Inclusion criteria for the present analysis required complete baseline resting heart rate measurements, absence of known cardiovascular disease at the 1985–86 examination, and complete covariate data for cardiovascular risk factor adjustment. Men on beta-blockers or other heart rate-modifying medications were excluded to ensure that observed RHR reflected physiological rather than pharmacological cardiac regulation.
Resting Heart Rate Measurement
Resting heart rate was measured using standard clinical procedures: participants rested in a supine position for 10 minutes in a quiet examination room before ECG-based heart rate determination. Heart rate was calculated from a 10-second rhythm strip as the number of QRS complexes multiplied by 6. This approach provides excellent reproducibility (coefficient of variation approximately 4–6%) when standardized rest periods are maintained [6].

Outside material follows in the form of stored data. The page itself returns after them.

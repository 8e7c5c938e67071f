//! tern-parser - streaming VT escape sequence lexer
//!
//! This crate turns a raw byte stream into parser events: printable
//! codepoints, C0 executes, and the structural pieces of ESC/CSI/OSC/DCS
//! sequences. It is the lexical half of a terminal interpreter; attaching
//! meaning to the recognized sequences is the consumer's job (see the
//! `tern-vt` crate).
//!
//! Properties:
//! - Streaming: chunk boundaries may fall anywhere, including inside a
//!   UTF-8 sequence or an escape sequence.
//! - Deterministic: every input byte advances the state machine; rejected
//!   state/input pairs report an error and return to ground.
//! - Allocation-free on the hot path.

pub mod events;
pub mod parser;
pub mod utf8;

pub use events::ParserEvents;
pub use parser::{Parser, State};
pub use utf8::{Utf8Decoder, Utf8Result};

Participants were grouped into four RHR categories for analysis: - Category 1: RHR ≤65 bpm (n = 690) - Category 2: RHR 66–75 bpm (n = 974) - Category 3: RHR 76–85 bpm (n = 703) - Category 4: RHR >85 bpm (n = 431)
Covariate Assessment
The study measured and adjusted for an extensive set of potential confounders:
| Covariate | Method |
|---|---|
| Physical fitness (VO2max) | Submaximal bicycle ergometer test |
| Blood pressure | Supine sphygmomanometry |
| Serum cholesterol | Enzymatic assay |
| BMI | Weight/height² calculation |
| Smoking status | Structured questionnaire |
| Alcohol consumption | 7-day dietary recall |
| Diabetes status | Fasting glucose measurement |
| Psychological stress | Standardized stress questionnaire |
Adjustment for VO2max is particularly important because it allows the analysis to determine whether RHR predicts mortality independently of overall aerobic fitness or merely as a proxy for fitness level [7].
Statistical Analysis
Cox proportional hazards regression was used to calculate hazard ratios (HR) for cardiovascular and all-cause mortality across RHR categories, with Category 1 (RHR ≤65 bpm) as the reference group. Models were built sequentially: Model 1 adjusted for age only; Model 2 added lifestyle factors; Model 3 further adjusted for cardiovascular risk factors; Model 4 added VO2max. The change in hazard ratio across models reveals the extent to which RHR predicts mortality independently of each potential mediating or confounding variable [8].